Zenith Defy Watches

A few months back at Baselworld 2018, Replica Zenith Defy Watch introduced two versions of the Defy Classic, entry-level models of their eponymous Defy range. With Jean-Claude Biver at the helm, Zenith made the wise move to follow up 2017’s innovative and pricey Defy El Primero 21 and Defy Lab with these two versions that are in the mid-five figure range. The simpler model is the sunburst blue dial version while the openworked dial will appeal to someone who appreciated the very Biverian style of the Defy Lab (among others from LVMH brands like Hublot and TAG Heuer). Having handled both of these at Baselworld, I was happy to see Zenith offer something new (and non-El Primero) in this very competitive price range between the $6,000-$8,000 mark.

Both of these models cast a wide net for buyers in this segment, coming in a 41mm wide case that’s done in brushed titanium. Zenith has long been essentially synonymous with chronographs (copious words have been dedicated to the El Primero movement and its role in horological history as being the first automatic chronograph) and to a lesser degree, pilot’s watches. Practically speaking, neither chronographs nor pilot’s watches rank near the top of the list for someone seeking a versatile, everyday luxury watch. So, do these two Defy Classic watches present compelling alternatives in a category densely populated with mainstream peer brands like Rolex, Omega, IWC and brands like Cartier that aren’t direct competition as far as respective products go but definitely often vie for the same demographic?

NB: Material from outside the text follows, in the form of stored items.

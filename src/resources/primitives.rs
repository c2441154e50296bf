//! Procedurally generated meshes.
//!
//! The ground plane is the one model kind that is not loaded from a file.

use wgpu::util::DeviceExt;

use crate::data_structures::{
    model::{Material, Mesh, ModelVertex},
    texture::Texture,
};
use crate::resources::texture::base_color_layout;

/// Half extent of the ground plane in world units.
const GROUND_HALF_EXTENT: f32 = 20.0;
/// Quads per side.
const GROUND_SUBDIVISIONS: u32 = 16;
/// Muted green, sRGB.
const GROUND_COLOR: [u8; 4] = [104, 130, 82, 255];

/// Vertex and index data for a subdivided quad in the x-z plane.
///
/// UVs run 0..1 across the full plane (the tiling factor multiplies them in
/// the shader), normals all point up, winding is counter-clockwise seen
/// from above.
pub fn ground_plane_mesh(half_extent: f32, subdivisions: u32) -> (Vec<ModelVertex>, Vec<u32>) {
    let side = subdivisions + 1;
    let step = (2.0 * half_extent) / subdivisions as f32;

    let mut vertices = Vec::with_capacity((side * side) as usize);
    for row in 0..side {
        for col in 0..side {
            let x = -half_extent + col as f32 * step;
            let z = -half_extent + row as f32 * step;
            vertices.push(ModelVertex {
                position: [x, 0.0, z],
                normal: [0.0, 1.0, 0.0],
                tex_coords: [
                    col as f32 / subdivisions as f32,
                    row as f32 / subdivisions as f32,
                ],
            });
        }
    }

    let mut indices = Vec::with_capacity((subdivisions * subdivisions * 6) as usize);
    for row in 0..subdivisions {
        for col in 0..subdivisions {
            let top_left = row * side + col;
            let bottom_left = (row + 1) * side + col;
            indices.extend_from_slice(&[
                top_left,
                bottom_left,
                bottom_left + 1,
                top_left,
                bottom_left + 1,
                top_left + 1,
            ]);
        }
    }

    (vertices, indices)
}

/// Upload the ground plane and its solid color material.
pub fn ground_plane(device: &wgpu::Device, queue: &wgpu::Queue) -> (Vec<Mesh>, Vec<Material>) {
    let (vertices, indices) = ground_plane_mesh(GROUND_HALF_EXTENT, GROUND_SUBDIVISIONS);

    let vertex_buffer = device.create_buffer_init(&wgpu::util::BufferInitDescriptor {
        label: Some("Ground Vertex Buffer"),
        contents: bytemuck::cast_slice(&vertices),
        usage: wgpu::BufferUsages::VERTEX,
    });
    let index_buffer = device.create_buffer_init(&wgpu::util::BufferInitDescriptor {
        label: Some("Ground Index Buffer"),
        contents: bytemuck::cast_slice(&indices),
        usage: wgpu::BufferUsages::INDEX,
    });

    let mesh = Mesh {
        name: "ground".to_string(),
        vertex_buffer,
        index_buffer,
        num_elements: indices.len() as u32,
        material: 0,
    };

    let layout = base_color_layout(device);
    let base_color = Texture::from_pixel(device, queue, GROUND_COLOR, "ground base color");
    let material = Material::new(device, "ground", base_color, &layout);

    (vec![mesh], vec![material])
}

#[cfg(test)]
mod tests {
    use super::*;

    #[test]
    fn plane_has_grid_vertex_and_index_counts() {
        let (vertices, indices) = ground_plane_mesh(10.0, 4);
        assert_eq!(vertices.len(), 5 * 5);
        assert_eq!(indices.len(), 4 * 4 * 6);
        assert!(indices.iter().all(|i| (*i as usize) < vertices.len()));
    }

    #[test]
    fn plane_normals_point_up() {
        let (vertices, _) = ground_plane_mesh(10.0, 2);
        assert!(vertices.iter().all(|v| v.normal == [0.0, 1.0, 0.0]));
    }

    #[test]
    fn plane_uvs_span_the_unit_square() {
        let (vertices, _) = ground_plane_mesh(5.0, 8);
        let first = vertices.first().unwrap();
        let last = vertices.last().unwrap();
        assert_eq!(first.tex_coords, [0.0, 0.0]);
        assert_eq!(last.tex_coords, [1.0, 1.0]);
        assert_eq!(first.position, [-5.0, 0.0, -5.0]);
        assert_eq!(last.position, [5.0, 0.0, 5.0]);
    }

    #[test]
    fn plane_triangles_wind_counter_clockwise_from_above() {
        let (vertices, indices) = ground_plane_mesh(1.0, 1);
        let [a, b, c] = [0, 1, 2].map(|i| vertices[indices[i] as usize].position);
        let u = [b[0] - a[0], b[1] - a[1], b[2] - a[2]];
        let v = [c[0] - a[0], c[1] - a[1], c[2] - a[2]];
        // y component of u x v must be positive for an upward facing winding
        let y = u[2] * v[0] - u[0] * v[2];
        assert!(y > 0.0);
    }
}
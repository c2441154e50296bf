//! Orbit camera and perspective projection state.
//!
//! The camera circles a fixed center point: yaw and pitch place the eye on a
//! sphere of radius `distance`, the view matrix looks back at the center.
//! Mouse drags feed [`CameraController::handle_mouse`], the scroll wheel
//! zooms.

use cgmath::{Matrix4, Point3, Rad, Vector3, Vector4};
use winit::event::MouseScrollDelta;

use crate::math;

/// Closest the eye may get to the center.
const MIN_DISTANCE: f32 = 1.5;
/// Farthest the eye may get from the center.
const MAX_DISTANCE: f32 = 80.0;
/// Keep the pitch just off the poles so the up vector never degenerates.
const MAX_PITCH: f32 = std::f32::consts::FRAC_PI_2 - 0.05;

#[derive(Debug)]
pub struct Camera {
    pub center: Point3<f32>,
    pub distance: f32,
    pub yaw: Rad<f32>,
    pub pitch: Rad<f32>,
}

impl Camera {
    pub fn new<V: Into<Point3<f32>>, Y: Into<Rad<f32>>, P: Into<Rad<f32>>>(
        center: V,
        distance: f32,
        yaw: Y,
        pitch: P,
    ) -> Self {
        Self {
            center: center.into(),
            distance,
            yaw: yaw.into(),
            pitch: pitch.into(),
        }
    }

    /// Eye position: `(0, 0, distance)` rotated by the Y*X*Z Euler angles,
    /// offset from the center.
    pub fn eye(&self) -> Point3<f32> {
        let offset = math::from_euler_yxz(Vector3::new(self.pitch.0, self.yaw.0, 0.0))
            * Vector4::new(0.0, 0.0, self.distance, 0.0);
        self.center + offset.truncate()
    }

    pub fn view_matrix(&self) -> Matrix4<f32> {
        math::look_at(self.eye(), self.center, Vector3::unit_y())
    }

    /// Rotate the eye around the center. Pitch is clamped away from the
    /// poles.
    pub fn orbit(&mut self, delta_yaw: Rad<f32>, delta_pitch: Rad<f32>) {
        self.yaw += delta_yaw;
        self.pitch = Rad((self.pitch + delta_pitch).0.clamp(-MAX_PITCH, MAX_PITCH));
    }

    /// Move the eye along the view direction, clamped to a sane range.
    pub fn zoom(&mut self, amount: f32) {
        self.distance = (self.distance - amount).clamp(MIN_DISTANCE, MAX_DISTANCE);
    }
}

/// Translates raw winit input deltas into camera motion.
#[derive(Debug)]
pub struct CameraController {
    rotate_speed: f32,
    zoom_speed: f32,
}

impl CameraController {
    pub fn new(rotate_speed: f32, zoom_speed: f32) -> Self {
        Self {
            rotate_speed,
            zoom_speed,
        }
    }

    /// Apply a mouse drag delta (pixels) as an orbit.
    pub fn handle_mouse(&self, camera: &mut Camera, dx: f64, dy: f64) {
        camera.orbit(
            Rad(-dx as f32 * self.rotate_speed),
            Rad(-dy as f32 * self.rotate_speed),
        );
    }

    /// Apply a scroll wheel delta as a zoom.
    pub fn handle_scroll(&self, camera: &mut Camera, delta: &MouseScrollDelta) {
        let amount = match delta {
            MouseScrollDelta::LineDelta(_, rows) => *rows * self.zoom_speed,
            MouseScrollDelta::PixelDelta(pos) => pos.y as f32 * 0.05 * self.zoom_speed,
        };
        camera.zoom(amount);
    }
}

/// Perspective projection parameters, updated on resize.
#[derive(Debug)]
pub struct Projection {
    aspect: f32,
    fovy: Rad<f32>,
    znear: f32,
    zfar: f32,
}

impl Projection {
    pub fn new<F: Into<Rad<f32>>>(width: u32, height: u32, fovy: F, znear: f32, zfar: f32) -> Self {
        Self {
            aspect: width as f32 / height as f32,
            fovy: fovy.into(),
            znear,
            zfar,
        }
    }

    pub fn resize(&mut self, width: u32, height: u32) {
        self.aspect = width as f32 / height.max(1) as f32;
    }

    /// The projection matrix for right-handed view space, depth in [0, 1].
    pub fn matrix(&self) -> Matrix4<f32> {
        math::perspective(self.fovy.0, self.znear, self.zfar, self.aspect, false)
    }
}

#[cfg(test)]
mod tests {
    use super::*;
    use approx::assert_relative_eq;
    use cgmath::Deg;

    #[test]
    fn neutral_camera_sits_on_positive_z() {
        let camera = Camera::new((0.0, 0.0, 0.0), 5.0, Deg(0.0), Deg(0.0));
        let eye = camera.eye();
        assert_relative_eq!(eye.x, 0.0, epsilon = 1e-6);
        assert_relative_eq!(eye.y, 0.0, epsilon = 1e-6);
        assert_relative_eq!(eye.z, 5.0, epsilon = 1e-6);
    }

    #[test]
    fn negative_pitch_raises_the_eye() {
        let camera = Camera::new((0.0, 0.0, 0.0), 5.0, Deg(0.0), Deg(-30.0));
        assert!(camera.eye().y > 0.0);
    }

    #[test]
    fn orbit_clamps_the_pitch() {
        let mut camera = Camera::new((0.0, 0.0, 0.0), 5.0, Deg(0.0), Deg(0.0));
        camera.orbit(Rad(0.0), Rad(10.0));
        assert!(camera.pitch.0 <= MAX_PITCH);
        camera.orbit(Rad(0.0), Rad(-20.0));
        assert!(camera.pitch.0 >= -MAX_PITCH);
    }

    #[test]
    fn zoom_clamps_the_distance() {
        let mut camera = Camera::new((0.0, 0.0, 0.0), 5.0, Deg(0.0), Deg(0.0));
        camera.zoom(1000.0);
        assert_eq!(camera.distance, MIN_DISTANCE);
        camera.zoom(-1000.0);
        assert_eq!(camera.distance, MAX_DISTANCE);
    }

    #[test]
    fn view_matrix_centers_the_target() {
        let camera = Camera::new((1.0, 2.0, 3.0), 8.0, Deg(40.0), Deg(-20.0));
        let center = camera.view_matrix() * Vector4::new(1.0, 2.0, 3.0, 1.0);
        assert_relative_eq!(center.x, 0.0, epsilon = 1e-4);
        assert_relative_eq!(center.y, 0.0, epsilon = 1e-4);
        assert_relative_eq!(center.z, -8.0, epsilon = 1e-4);
    }

    #[test]
    fn resize_updates_the_aspect() {
        let mut projection = Projection::new(800, 600, Deg(45.0), 0.1, 500.0);
        projection.resize(1600, 600);
        let m = projection.matrix();
        // Twice the aspect halves the x scale.
        let reference = Projection::new(800, 600, Deg(45.0), 0.1, 500.0).matrix();
        assert_relative_eq!(m.x.x, reference.x.x / 2.0, epsilon = 1e-6);
    }
}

Well, it’s a yes and a no. I think the openworked Defy Classic is going to move a lot of units considering that it just looks like it would cost significantly more than the few hundred dollar premium it carries. Positioned between the Hublot Big Bang and TAG Heuer Carrera Heuer 01 (and newer Carrera Heuer 02), the openworked Defy Classic carries this now-distinct LVMH design language faithfully. Fortunately, the openworked dial keeps everything pretty symmetrical and actually quite legible.

Past the architectural bits on the dial like the five tuning-fork style “bridges” we see the Elite 670 SK movement, that comes in the form of the non-openworked Elite 670 SK for the other Defy Classic watch. Used in some of their Elite and Ultra Thin watches, the Elite 670 movement operates at 28,800 vph and has a 48-hour power reserve. Zenith has also updated this movement to include a silicone lever and escape wheel.

The 3.88mm thickness of the movement allows for what is one of the aspects of the watch I appreciated the most, which is the 10.75mm case thickness. That’s slim and a sports watch like this is benefited from the ability to be versatile in several environments. It also has 100m of water resistance so it can actually be worn outdoors without worry of it getting wet. At this price point, many buyers attracted to the Defy Classic might not have extensive collections and the ability to slip under a sleeve while also being sporty is very appealing.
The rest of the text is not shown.